2. Ketua HWDI Sulawesi Selatan

Tema: Bersama Paralegal Disabilitas mendorong Penegakan hukum atas penyandang disabilitas di Indonesia.

3. Ketua AJI Kota Makassar

Tema: Menelisik Pola Pemberitaan Difabel oleh Jurnalis Makassar

4. Akademisi Pusat Kajian dan Layanan Difabilitas Universitas Teknologi Sulawesi

Tema: Dinamika Kajian Disabilitas dan Advokasi Difabel di Indonesia

 

Dialog Sesi II

1. Ketua Pengadilan Negeri Makassar

Tema: Sudahkan Proses Peradilan Negeri ini Ramah Bagi Difabel?

2. Direktur LBH Makassar

Tema: Kasus-kasus Difabel: Pengalaman Pendampingan Kasus Difabel di Sulawesi Selatan

3. Direktur PerDIK

Tema: Menimbang Peran Kerja Berjejaring dalam Menegakkan keadilan bagi difabel beradapan dengan hukum.

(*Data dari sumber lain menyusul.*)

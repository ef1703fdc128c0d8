pub mod app;
pub mod authz;
pub mod config;
pub mod db;
pub mod errors;
pub mod lifecycle;
pub mod models;
pub mod services;

// Re-export commonly used items for tests
pub use app::AppState;
pub use config::AppConfig;
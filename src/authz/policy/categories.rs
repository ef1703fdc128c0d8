use crate::authz::action::{Action, Target};
use crate::authz::evaluator::{Decision, Denial};
use crate::authz::permissions::Permission;
use crate::authz::principal::Principal;

pub fn check(actor: &Principal, action: Action, target: Target<'_>) -> Decision {
    let required: &[Permission] = match (action, target) {
        (Action::Browse, Target::Categories) => {
            &[Permission::BrowseAllCategories, Permission::SearchAnyCategory]
        }
        (Action::View, Target::Category(_)) => &[Permission::ReadAnyCategory],
        (Action::Create, Target::Categories) => &[Permission::CreateCategory],
        (Action::Update, Target::Category(_)) => &[Permission::EditAnyCategory],
        (Action::Delete, Target::Category(_)) => &[Permission::DeleteAnyCategory],
        (Action::BrowseTrash, Target::Categories) => &[Permission::BrowseTrashedCategories],
        (Action::Restore, Target::Categories | Target::Category(_)) => &[Permission::RestoreTrashedCategories],
        (Action::Purge, Target::Categories | Target::Category(_)) => &[Permission::RemoveTrashedCategories],
        _ => return Decision::Deny(Denial::Forbidden),
    };
    Decision::allow_if(actor.has_all_permissions(required))
}
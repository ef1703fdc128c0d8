use chrono::{DateTime, NaiveDate, NaiveDateTime, TimeZone, Utc};
use sqlx::sqlite::SqliteRow;
use sqlx::Row;
use uuid::Uuid;

use crate::authz::permissions::Permission;
use crate::authz::roles::Role;
use crate::errors::AppError;
use crate::models::category::Category;
use crate::models::joke::Joke;
use crate::models::rbac::PermissionRecord;
use crate::models::session::Session;
use crate::models::user::User;
use crate::models::vote::{Rating, Vote};

pub fn parse_datetime(s: &str) -> Result<DateTime<Utc>, AppError> {
    let s = s.trim();

    // RFC3339 (what this crate writes)
    if let Ok(dt) = DateTime::parse_from_rfc3339(s) {
        return Ok(dt.with_timezone(&Utc));
    }

    // SQLite CURRENT_TIMESTAMP format, optional fractional seconds
    if let Ok(naive) = NaiveDateTime::parse_from_str(s, "%Y-%m-%d %H:%M:%S%.f") {
        return Ok(Utc.from_utc_datetime(&naive));
    }

    if let Ok(naive_date) = NaiveDate::parse_from_str(s, "%Y-%m-%d") {
        let ndt = naive_date
            .and_hms_opt(0, 0, 0)
            .ok_or_else(|| AppError::internal("invalid datetime: date out of range".to_string()))?;
        return Ok(Utc.from_utc_datetime(&ndt));
    }

    Err(AppError::internal(format!("invalid datetime: {}", s)))
}

fn parse_opt_datetime(s: Option<String>) -> Result<Option<DateTime<Utc>>, AppError> {
    match s {
        Some(s) if !s.trim().is_empty() => Ok(Some(parse_datetime(&s)?)),
        _ => Ok(None),
    }
}

fn column<'r, T>(row: &'r SqliteRow, name: &str) -> Result<T, AppError>
where
    T: sqlx::Decode<'r, sqlx::Sqlite> + sqlx::Type<sqlx::Sqlite>,
{
    row.try_get(name).map_err(|e| AppError::internal(format!("missing {}: {}", name, e)))
}

fn uuid_column(row: &SqliteRow, name: &str) -> Result<Uuid, AppError> {
    let s: String = column(row, name)?;
    Uuid::parse_str(&s).map_err(|e| AppError::internal(format!("invalid uuid in {}: {}", name, e)))
}

fn datetime_column(row: &SqliteRow, name: &str) -> Result<DateTime<Utc>, AppError> {
    let s: String = column(row, name)?;
    parse_datetime(&s)
}

fn opt_datetime_column(row: &SqliteRow, name: &str) -> Result<Option<DateTime<Utc>>, AppError> {
    parse_opt_datetime(column(row, name)?)
}

pub fn user_from_row(row: &SqliteRow) -> Result<User, AppError> {
    let status: String = column(row, "status")?;

    Ok(User {
        id: uuid_column(row, "id")?,
        name: column(row, "name")?,
        email: column(row, "email")?,
        status: status.parse()?,
        email_verified_at: opt_datetime_column(row, "email_verified_at")?,
        created_at: datetime_column(row, "created_at")?,
        updated_at: datetime_column(row, "updated_at")?,
        deleted_at: opt_datetime_column(row, "deleted_at")?,
    })
}

pub fn joke_from_row(row: &SqliteRow) -> Result<Joke, AppError> {
    Ok(Joke {
        id: uuid_column(row, "id")?,
        user_id: uuid_column(row, "user_id")?,
        title: column(row, "title")?,
        content: column(row, "content")?,
        created_at: datetime_column(row, "created_at")?,
        updated_at: datetime_column(row, "updated_at")?,
        deleted_at: opt_datetime_column(row, "deleted_at")?,
    })
}

pub fn category_from_row(row: &SqliteRow) -> Result<Category, AppError> {
    Ok(Category {
        id: uuid_column(row, "id")?,
        title: column(row, "title")?,
        description: column(row, "description")?,
        created_at: datetime_column(row, "created_at")?,
        updated_at: datetime_column(row, "updated_at")?,
        deleted_at: opt_datetime_column(row, "deleted_at")?,
    })
}

pub fn vote_from_row(row: &SqliteRow) -> Result<Vote, AppError> {
    let rating: i64 = column(row, "rating")?;

    Ok(Vote {
        user_id: uuid_column(row, "user_id")?,
        joke_id: uuid_column(row, "joke_id")?,
        rating: Rating::from_value(rating)?,
        created_at: datetime_column(row, "created_at")?,
        updated_at: datetime_column(row, "updated_at")?,
    })
}

/// Role header only; the caller attaches its permissions.
pub fn role_from_row(row: &SqliteRow) -> Result<Role, AppError> {
    let mut role = Role::new(column::<String>(row, "name")?, column(row, "level")?);
    role.id = uuid_column(row, "id")?;
    Ok(role)
}

/// Stored names outside the catalog are reported, not dropped.
pub fn permission_from_row(row: &SqliteRow) -> Result<PermissionRecord, AppError> {
    let name: String = column(row, "name")?;

    Ok(PermissionRecord {
        id: uuid_column(row, "id")?,
        permission: name.parse::<Permission>()?,
        created_at: datetime_column(row, "created_at")?,
    })
}

pub fn session_from_row(row: &SqliteRow) -> Result<Session, AppError> {
    Ok(Session {
        id: uuid_column(row, "id")?,
        user_id: uuid_column(row, "user_id")?,
        token_hash: column(row, "token_hash")?,
        created_at: datetime_column(row, "created_at")?,
        revoked_at: opt_datetime_column(row, "revoked_at")?,
    })
}
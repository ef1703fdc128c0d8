use std::collections::BTreeSet;
use std::fmt;

use serde::Serialize;
use uuid::Uuid;

use super::principal::Principal;
use super::roles::{Role, RoleTier};
use crate::models::category::Category;
use crate::models::joke::Joke;
use crate::models::user::UserChanges;

/// The verb of an authorization request.
#[derive(Debug, Clone, Copy, PartialEq, Eq, Hash, Serialize)]
#[serde(rename_all = "snake_case")]
pub enum Action {
    Browse,
    View,
    Create,
    Update,
    Delete,
    BrowseTrash,
    Restore,
    Purge,
    /// Like or dislike.
    Vote,
    RemoveVote,
}

impl fmt::Display for Action {
    fn fmt(&self, f: &mut fmt::Formatter<'_>) -> fmt::Result {
        let name = match self {
            Action::Browse => "browse",
            Action::View => "view",
            Action::Create => "create",
            Action::Update => "update",
            Action::Delete => "delete",
            Action::BrowseTrash => "browse_trash",
            Action::Restore => "restore",
            Action::Purge => "purge",
            Action::Vote => "vote",
            Action::RemoveVote => "remove_vote",
        };
        f.write_str(name)
    }
}

#[derive(Debug, Clone, Copy, PartialEq, Eq, Hash, Serialize)]
#[serde(rename_all = "snake_case")]
pub enum ResourceKind {
    Joke,
    Category,
    User,
    Role,
    Permission,
}

impl ResourceKind {
    pub fn entity_type(self) -> &'static str {
        match self {
            ResourceKind::Joke => "joke",
            ResourceKind::Category => "category",
            ResourceKind::User => "user",
            ResourceKind::Role => "role",
            ResourceKind::Permission => "permission",
        }
    }
}

/// What a joke decision needs to know about the joke.
#[derive(Debug, Clone, PartialEq, Eq)]
pub struct JokeTarget {
    pub id: Uuid,
    pub owner_id: Uuid,
    /// Titles of the live categories the joke is attached to.
    pub categories: Vec<String>,
}

impl JokeTarget {
    pub fn new(id: Uuid, owner_id: Uuid) -> Self {
        Self { id, owner_id, categories: Vec::new() }
    }

    pub fn from_joke(joke: &Joke, categories: &[Category]) -> Self {
        Self {
            id: joke.id,
            owner_id: joke.user_id,
            categories: categories.iter().map(|c| c.title.clone()).collect(),
        }
    }

    pub fn with_categories<I, S>(mut self, titles: I) -> Self
    where
        I: IntoIterator<Item = S>,
        S: Into<String>,
    {
        self.categories = titles.into_iter().map(Into::into).collect();
        self
    }

    /// Attached to at least one category other than the placeholder.
    pub fn is_categorized(&self, placeholder: &str) -> bool {
        self.categories.iter().any(|title| title != placeholder)
    }
}

#[derive(Debug, Clone, Copy, PartialEq, Eq)]
pub struct CategoryTarget {
    pub id: Uuid,
}

/// What a user decision needs to know about the target user.
#[derive(Debug, Clone, PartialEq, Eq)]
pub struct UserTarget {
    pub id: Uuid,
    pub tiers: BTreeSet<RoleTier>,
    /// Holds at least one role outside the fixed tiers.
    pub custom_roles: bool,
}

impl UserTarget {
    pub fn new(id: Uuid, tiers: impl IntoIterator<Item = RoleTier>) -> Self {
        Self { id, tiers: tiers.into_iter().collect(), custom_roles: false }
    }

    pub fn from_roles(id: Uuid, roles: &[Role]) -> Self {
        Self {
            id,
            tiers: roles.iter().filter_map(Role::tier).collect(),
            custom_roles: roles.iter().any(|role| role.tier().is_none()),
        }
    }

    /// Highest fixed tier. `None` for users holding no fixed role.
    pub fn tier(&self) -> Option<RoleTier> {
        self.tiers.iter().next_back().copied()
    }

    pub fn has_tier(&self, tier: RoleTier) -> bool {
        self.tiers.contains(&tier)
    }

    /// Every held role is the client role.
    pub fn is_client_only(&self) -> bool {
        !self.custom_roles && self.tiers.len() == 1 && self.has_tier(RoleTier::Client)
    }

    pub fn is_super_admin(&self) -> bool {
        self.has_tier(RoleTier::SuperAdmin)
    }
}

impl From<&Principal> for UserTarget {
    fn from(principal: &Principal) -> Self {
        Self::from_roles(principal.user_id, &principal.roles)
    }
}

/// The resource (or resource class) an action is aimed at.
#[derive(Debug, Clone, Copy)]
pub enum Target<'a> {
    Jokes,
    Joke(&'a JokeTarget),
    Categories,
    Category(&'a CategoryTarget),
    Users,
    /// A user about to be created with the given role.
    NewUser(RoleTier),
    User(&'a UserTarget),
    /// A user together with the change-set being applied.
    UserEdit(&'a UserTarget, &'a UserChanges),
    Roles,
    Role(&'a Role),
    Permissions,
}

impl Target<'_> {
    pub fn kind(&self) -> ResourceKind {
        match self {
            Target::Jokes | Target::Joke(_) => ResourceKind::Joke,
            Target::Categories | Target::Category(_) => ResourceKind::Category,
            Target::Users | Target::NewUser(_) | Target::User(_) | Target::UserEdit(..) => ResourceKind::User,
            Target::Roles | Target::Role(_) => ResourceKind::Role,
            Target::Permissions => ResourceKind::Permission,
        }
    }

    pub fn id(&self) -> Option<Uuid> {
        match self {
            Target::Joke(j) => Some(j.id),
            Target::Category(c) => Some(c.id),
            Target::User(u) | Target::UserEdit(u, _) => Some(u.id),
            Target::Role(r) => Some(r.id),
            _ => None,
        }
    }
}
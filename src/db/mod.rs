use anyhow::Context;
use sqlx::migrate::Migrator;
use sqlx::sqlite::{SqliteConnectOptions, SqlitePoolOptions};
use sqlx::SqlitePool;
use std::str::FromStr;

use crate::config::AppConfig;

pub mod categories;
pub mod jokes;
pub mod roles;
pub mod row_parsers;
pub mod sessions;
pub mod trash;
pub mod users;
pub mod votes;

pub use trash::{SoftDeleteTable, SqliteStore};

pub static MIGRATOR: Migrator = sqlx::migrate!();

/// Open the pool without touching the schema.
pub async fn connect(config: &AppConfig) -> anyhow::Result<SqlitePool> {
	let options = SqliteConnectOptions::from_str(&config.database_url)
		.context("invalid DATABASE_URL")?
		.create_if_missing(true)
		.foreign_keys(true);

	let pool = SqlitePoolOptions::new()
		.max_connections(config.max_connections)
		.min_connections(1)
		.acquire_timeout(config.acquire_timeout)
		.connect_with(options)
		.await
		.context("failed to connect to database")?;

	Ok(pool)
}

/// Open the pool and apply pending migrations.
pub async fn init(config: &AppConfig) -> anyhow::Result<SqlitePool> {
	let pool = connect(config).await?;

	MIGRATOR
		.run(&pool)
		.await
		.context("failed to run migrations")?;

	tracing::info!(max_connections = config.max_connections, "database ready");
	Ok(pool)
}

/// RFC 3339 text, the only timestamp format this crate writes.
pub(crate) fn timestamp(at: chrono::DateTime<chrono::Utc>) -> String {
	at.to_rfc3339()
}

Nah, bagi rekan-rekan yang ingin turut memeringati Hari Difabel ini di Makassar, mari bergabung pada tanggal 20 Desember 2017. Sebagai penghubung informasi, sila hubungi 085396584550 (Rahman) atau 085395978474 (Yayat).

Terima kasih atas dukungannya dan kami, Perdik mengucapkan selamat hari difabel!